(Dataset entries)

******

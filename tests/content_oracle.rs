mod proptest_config;

use proptest::collection::vec;
use proptest::prelude::*;
use rich_doc::model::{NodeSpec, SchemaSpec};
use rich_doc::Schema;

/// Leaf block types `a`, `b` and `c`, where `a` and `b` form group `grp`.
fn holder_schema(expr: &str) -> Schema {
    Schema::new(
        SchemaSpec::new()
            .node("doc", NodeSpec::new().content("holder"))
            .node("holder", NodeSpec::new().content(expr))
            .node("a", NodeSpec::new().group("grp"))
            .node("b", NodeSpec::new().group("grp"))
            .node("c", NodeSpec::new())
            .node("text", NodeSpec::new()),
    )
    .unwrap()
}

fn automaton_accepts(schema: &Schema, seq: &[&str]) -> bool {
    let mut state = schema.node_type("holder").unwrap().content_match();
    for name in seq {
        let node_type = schema.node_type(name).unwrap();
        match state.match_type(&node_type) {
            Some(next) => state = next,
            None => return false,
        }
    }
    state.valid_end()
}

fn arb_expr() -> impl Strategy<Value = String> {
    let atom = prop_oneof![Just("a"), Just("b"), Just("c"), Just("grp")].prop_map(String::from);
    atom.prop_recursive(3, 12, 3, |inner| {
        prop_oneof![
            vec(inner.clone(), 2..4).prop_map(|items| items.join(" ")),
            vec(inner.clone(), 2..4).prop_map(|items| format!("({})", items.join(" | "))),
            (inner.clone(), prop_oneof![Just("*"), Just("+"), Just("?")])
                .prop_map(|(expr, op)| format!("({expr}){op}")),
            (inner, 0usize..=1, 1usize..=2).prop_map(|(expr, min, max)| {
                format!("({expr}){{{min},{}}}", max.max(min))
            }),
        ]
    })
}

fn arb_seq() -> impl Strategy<Value = Vec<&'static str>> {
    vec(prop_oneof![Just("a"), Just("b"), Just("c")], 0..6)
}

proptest! {
    #![proptest_config(ProptestConfig::with_cases(proptest_config::cases()))]
    #[test]
    fn prop_automaton_agrees_with_backtracking(expr in arb_expr(), seq in arb_seq()) {
        let schema = holder_schema(&expr);
        let naive = rich_doc_oracle::parse(&expr, &schema).unwrap();
        prop_assert_eq!(
            automaton_accepts(&schema, &seq),
            rich_doc_oracle::matches(&naive, &seq),
            "expr {:?} seq {:?}", expr, seq
        );
    }
}

#[test]
fn test_group_expands_to_members() {
    let schema = holder_schema("grp+ c");
    let naive = rich_doc_oracle::parse("grp+ c", &schema).unwrap();
    for seq in [&["a", "c"][..], &["b", "a", "c"], &["c"], &["a", "b"]] {
        assert_eq!(
            automaton_accepts(&schema, seq),
            rich_doc_oracle::matches(&naive, seq),
            "{seq:?}"
        );
    }
    assert!(automaton_accepts(&schema, &["b", "a", "c"]));
    assert!(!automaton_accepts(&schema, &["c"]));
}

******

__Task item__. The data should be copied out in full, exactly as it reads.

__Answer to the problem__.
filename tests/content_oracle.rs
mod proptest_config;

use proptest::collection::vec;
use proptest::prelude::*;
use rich_doc::model::{NodeSpec, SchemaSpec};
use rich_doc::Schema;

/// Leaf block types `a`, `b` and `c`, where `a` and `b` form group `grp`.
fn holder_schema(expr: &str) -> Schema {
    Schema::new(
        SchemaSpec::new()
            .node("doc", NodeSpec::new().content("holder"))
            .node("holder", NodeSpec::new().content(expr))
            .node("a", NodeSpec::new().group("grp"))
            .node("b", NodeSpec::new().group("grp"))
            .node("c", NodeSpec::new())
            .node("text", NodeSpec::new()),
    )
    .unwrap()
}

fn automaton_accepts(schema: &Schema, seq: &[&str]) -> bool {
    let mut state = schema.node_type("holder").unwrap().content_match();
    for name in seq {
        let node_type = schema.node_type(name).unwrap();
        match state.match_type(&node_type) {
            Some(next) => state = next,
            None => return false,
        }
    }
    state.valid_end()
}

fn arb_expr() -> impl Strategy<Value = String> {
    let atom = prop_oneof![Just("a"), Just("b"), Just("c"), Just("grp")].prop_map(String::from);
    atom.prop_recursive(3, 12, 3, |inner| {
        prop_oneof![
            vec(inner.clone(), 2..4).prop_map(|items| items.join(" ")),
            vec(inner.clone(), 2..4).prop_map(|items| format!("({})", items.join(" | "))),
            (inner.clone(), prop_oneof![Just("*"), Just("+"), Just("?")])
                .prop_map(|(expr, op)| format!("({expr}){op}")),
            (inner, 0usize..=1, 1usize..=2).prop_map(|(expr, min, max)| {
                format!("({expr}){{{min},{}}}", max.max(min))
            }),
        ]
    })
}

fn arb_seq() -> impl Strategy<Value = Vec<&'static str>> {
    vec(prop_oneof![Just("a"), Just("b"), Just("c")], 0..6)
}

proptest! {
    #![proptest_config(ProptestConfig::with_cases(proptest_config::cases()))]
    #[test]
    fn prop_automaton_agrees_with_backtracking(expr in arb_expr(), seq in arb_seq()) {
        let schema = holder_schema(&expr);
        let naive = rich_doc_oracle::parse(&expr, &schema).unwrap();
        prop_assert_eq!(
            automaton_accepts(&schema, &seq),
            rich_doc_oracle::matches(&naive, &seq),
            "expr {:?} seq {:?}", expr, seq
        );
    }
}

#[test]
fn test_group_expands_to_members() {
    let schema = holder_schema("grp+ c");
    let naive = rich_doc_oracle::parse("grp+ c", &schema).unwrap();
    for seq in [&["a", "c"][..], &["b", "a", "c"], &["c"], &["a", "b"]] {
        assert_eq!(
            automaton_accepts(&schema, seq),
            rich_doc_oracle::matches(&naive, seq),
            "{seq:?}"
        );
    }
    assert!(automaton_accepts(&schema, &["b", "a", "c"]));
    assert!(!automaton_accepts(&schema, &["c"]));
}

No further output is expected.